» What you have to do
Once the line with "new_name: &str) -> Result<(), StoreError>;" is found in the material, write out that line and every later line exactly, through the end.

» Stored data
//! Primary store interface
//!
//! The primary store is the authoritative holder of roles, secret hashes and tenant data.
//! The engine only talks to it through [`PrimaryStore`].

use std::{error::Error as StdError, fmt};

use async_trait::async_trait;
use mockall::automock;
use serde::{Deserialize, Serialize};
use thiserror::Error;

use crate::{
    errors::ErrorKind,
    identity::{RoleName, TenantId},
    registry::RoleScope,
    retry::Transient,
    secrets::{Password, SecretHash},
};

/// Login-capable role with its current secret hash.
#[derive(Debug, Clone, PartialEq, Eq)]
pub struct LoginRole {
    /// Role name.
    pub name: RoleName,

    /// Current secret hash.
    pub secret_hash: SecretHash,
}

/// Role to create.
#[derive(Debug, Clone)]
pub struct NewRole {
    /// Role name.
    pub name: RoleName,

    /// Scope, deciding the privileges granted.
    pub scope: RoleScope,

    /// Tenant the role belongs to.
    pub tenant: TenantId,

    /// Initial password.
    pub password: Password,
}

/// Kind of catalog object.
#[derive(Debug, Clone, Copy, PartialEq, Eq, Hash, PartialOrd, Ord, Serialize, Deserialize)]
#[serde(rename_all = "kebab-case")]
pub enum ObjectKind {
    /// Database.
    Database,

    /// Schema.
    Schema,

    /// Table.
    Table,

    /// View or materialized view.
    View,

    /// Sequence.
    Sequence,

    /// Function or procedure.
    Function,

    /// Type or domain.
    Type,

    /// Table constraint.
    Constraint,

    /// Row-level security policy.
    Policy,

    /// Default-privilege entry.
    DefaultAcl,

    /// Role.
    Role,
}

impl ObjectKind {
    /// Whether quarantine can rename objects of this kind in place.
    #[must_use]
    pub const fn is_renamable(self) -> bool {
        matches!(
            self,
            Self::Schema | Self::Table | Self::View | Self::Sequence | Self::Function | Self::Type
        )
    }

    /// Lowercase name.
    #[must_use]
    pub const fn as_str(self) -> &'static str {
        match self {
            Self::Database => "database",
            Self::Schema => "schema",
            Self::Table => "table",
            Self::View => "view",
            Self::Sequence => "sequence",
            Self::Function => "function",
            Self::Type => "type",
            Self::Constraint => "constraint",
            Self::Policy => "policy",
            Self::DefaultAcl => "default acl",
            Self::Role => "role",
        }
    }
}

/// Reference to a catalog object.
#[derive(Debug, Clone, PartialEq, Eq, Hash, PartialOrd, Ord, Serialize)]
pub struct ObjectRef {
    /// Object kind.
    pub kind: ObjectKind,

    /// Database holding the object.
    pub database: String,

    /// Schema, for schema-qualified objects.
    pub schema: Option<String>,

    /// Object name.
    pub name: String,

    /// Parent object name, e.g. the table of a constraint or policy.
    pub parent: Option<String>,
}

impl fmt::Display for ObjectRef {
    fn fmt(&self, f: &mut fmt::Formatter<'_>) -> fmt::Result {
        write!(f, "{} ", self.kind.as_str())?;

        if let Some(schema) = &self.schema {
            write!(f, "{schema}.")?;
        }

        if let Some(parent) = &self.parent {
            write!(f, "{parent}.")?;
        }

        write!(f, "{} in {}", self.name, self.database)
    }
}

/// How a dependency references the role.
#[derive(Debug, Clone, Copy, PartialEq, Eq, Hash, Serialize)]
#[serde(rename_all = "kebab-case")]
pub enum DependencyKind {
    /// Role owns the object.
    Owner,

    /// Object ACL names the role.
    AclEntry,

    /// Default-privilege entry for or by the role.
    DefaultPrivilege,

    /// Role membership granted to or by the role.
    Membership,

    /// Foreign key linking the role's objects to others.
    ForeignKey,

    /// Policy naming the role.
    Policy,
}

/// Something in the primary store that still references a role.
#[derive(Debug, Clone, PartialEq, Eq, Hash, Serialize)]
pub struct Dependency {
    /// Referenced role.
    pub role: RoleName,

    /// How it is referenced.
    pub kind: DependencyKind,

    /// Referencing object.
    pub object: ObjectRef,

    /// Objects whose dependencies must be cleared before this one.
    pub requires: Vec<ObjectRef>,
}

/// Primary store errors.
#[derive(Debug, Error)]
pub enum StoreError {
    /// Object already exists.
    #[error("{0} already exists")]
    AlreadyExists(String),

    /// Object does not exist.
    #[error("{0} does not exist")]
    Missing(String),

    /// Objects still depend on the role.
    #[error("objects still depend on role {role}: {detail}")]
    DependentObjects {
        /// Role being removed.
        role: RoleName,

        /// Store-provided detail.
        detail: String,
    },

    /// Dependency cannot be removed by the engine.
    #[error("cannot clear {object}: {detail}")]
    Irrecoverable {
        /// Blocking object.
        object: String,

        /// Store-provided detail.
        detail: String,
    },

    /// Store could not be reached or is temporarily busy.
    #[error("primary store unavailable")]
    Unavailable(#[source] Box<dyn StdError + Send + Sync>),

    /// Store rejected the request.
    #[error("primary store rejected the request: {0}")]
    Rejected(String),
}

impl StoreError {
    /// Error classification.
    #[must_use]
    pub const fn kind(&self) -> ErrorKind {
        match self {
            Self::AlreadyExists(_) => ErrorKind::DuplicateIdentity,
            Self::Missing(_) => ErrorKind::NotFound,
            Self::DependentObjects { .. } | Self::Irrecoverable { .. } => {
                ErrorKind::DependencyUnresolved
            }
            Self::Unavailable(_) | Self::Rejected(_) => ErrorKind::StoreFailure,
        }
    }
}

impl Transient for StoreError {
    fn is_transient(&self) -> bool {
        matches!(self, Self::Unavailable(_))
    }
}

#[automock]
#[async_trait]
/// Operations the engine needs from the primary store.
pub trait PrimaryStore: Send + Sync {
    /// Every login-capable role with its current secret hash.
    async fn list_login_roles(&self) -> Result<Vec<LoginRole>, StoreError>;

    /// A single login-capable role; `None` if it does not exist or cannot log in.
    async fn login_role(&self, name: &RoleName) -> Result<Option<LoginRole>, StoreError>;

    /// Whether a role exists, login-capable or not.
    async fn role_exists(&self, name: &RoleName) -> Result<bool, StoreError>;

    /// Whether a database exists.
    async fn database_exists(&self, name: &str) -> Result<bool, StoreError>;

    /// Create a login role.
    async fn create_role(&self, role: &NewRole) -> Result<(), StoreError>;

    /// Create the tenant database owned by `owner`.
    async fn create_database(&self, tenant: &TenantId, owner: &RoleName) -> Result<(), StoreError>;

    /// Grant the privileges of `scope` on the tenant database.
    async fn grant_scope(
        &self,
        tenant: &TenantId,
        role: &RoleName,
        scope: RoleScope,
    ) -> Result<(), StoreError>;

    /// Replace a role's password.
    async fn set_password(&self, role: &RoleName, password: &Password) -> Result<(), StoreError>;

    /// Remove the login capability of a role.
    async fn disable_login(&self, role: &RoleName) -> Result<(), StoreError>;

    /// Drop a role; succeeds if it does not exist.
    async fn drop_role(&self, role: &RoleName) -> Result<(), StoreError>;

    /// Drop a database; succeeds if it does not exist.
    async fn drop_database(&self, name: &str) -> Result<(), StoreError>;

    /// Reassign everything `role` owns in the database to `to`.
    async fn reassign_owned(
        &self,
        database: &str,
        role: &RoleName,
        to: &RoleName,
    ) -> Result<(), StoreError>;

    /// Revoke memberships and grants held by or naming `role`.
    async fn revoke_grants(&self, database: &str, role: &RoleName) -> Result<(), StoreError>;

    /// Cascading drop of everything `role` owns in the database.
    async fn drop_owned_cascade(&self, database: &str, role: &RoleName) -> Result<(), StoreError>;

    /// Objects in the database that still reference `role`.
    async fn dependencies(
        &self,
        database: &str,
        role: &RoleName,
    ) -> Result<Vec<Dependency>, StoreError>;

    /// Drop or alter the specific object behind one dependency.
    async fn clear_dependency(&self, dependency: &Dependency) -> Result<(), StoreError>;

    /// Rename an object in place.
    async fn rename_object(&self, object: &ObjectRef, new_name: &str) -> Result<(), StoreError>;

    /// Rename a database.
    async fn rename_database(&self, from: &str, to: &str) -> Result<(), StoreError>;
}

#[cfg(test)]
mod tests {
    use super::*;

    #[test]
    fn constraint_display_includes_parent_table() {
        let object = ObjectRef {
            kind: ObjectKind::Constraint,
            database: "alpha".to_string(),
            schema: Some("public".to_string()),
            name: "orders_customer_fk".to_string(),
            parent: Some("orders".to_string()),
        };

        assert_eq!(
            object.to_string(),
            "constraint public.orders.orders_customer_fk in alpha"
        );
        assert!(!object.kind.is_renamable());
    }

    #[test]
    fn only_unavailable_is_transient() {
        assert!(StoreError::Unavailable("connection reset".into()).is_transient());
        assert!(!StoreError::Rejected("permission denied".to_string()).is_transient());
        assert_eq!(
            StoreError::Irrecoverable {
                object: "x".to_string(),
                detail: "pinned".to_string()
            }
            .kind(),
            ErrorKind::DependencyUnresolved
        );
    }
}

» Response area
    async fn rename_object(&self, object: &ObjectRef, new_name: &str) -> Result<(), StoreError>;

    /// Rename a database.
    async fn rename_database(&self, from: &str, to: &str) -> Result<(), StoreError>;
}

#[cfg(test)]
mod tests {
    use super::*;

    #[test]
    fn constraint_display_includes_parent_table() {
        let object = ObjectRef {
            kind: ObjectKind::Constraint,
            database: "alpha".to_string(),
            schema: Some("public".to_string()),
            name: "orders_customer_fk".to_string(),
            parent: Some("orders".to_string()),
        };

        assert_eq!(
            object.to_string(),
            "constraint public.orders.orders_customer_fk in alpha"
        );
        assert!(!object.kind.is_renamable());
    }

    #[test]
    fn only_unavailable_is_transient() {
        assert!(StoreError::Unavailable("connection reset".into()).is_transient());
        assert!(!StoreError::Rejected("permission denied".to_string()).is_transient());
        assert_eq!(
            StoreError::Irrecoverable {
                object: "x".to_string(),
                detail: "pinned".to_string()
            }
            .kind(),
            ErrorKind::DependencyUnresolved
        );
    }
}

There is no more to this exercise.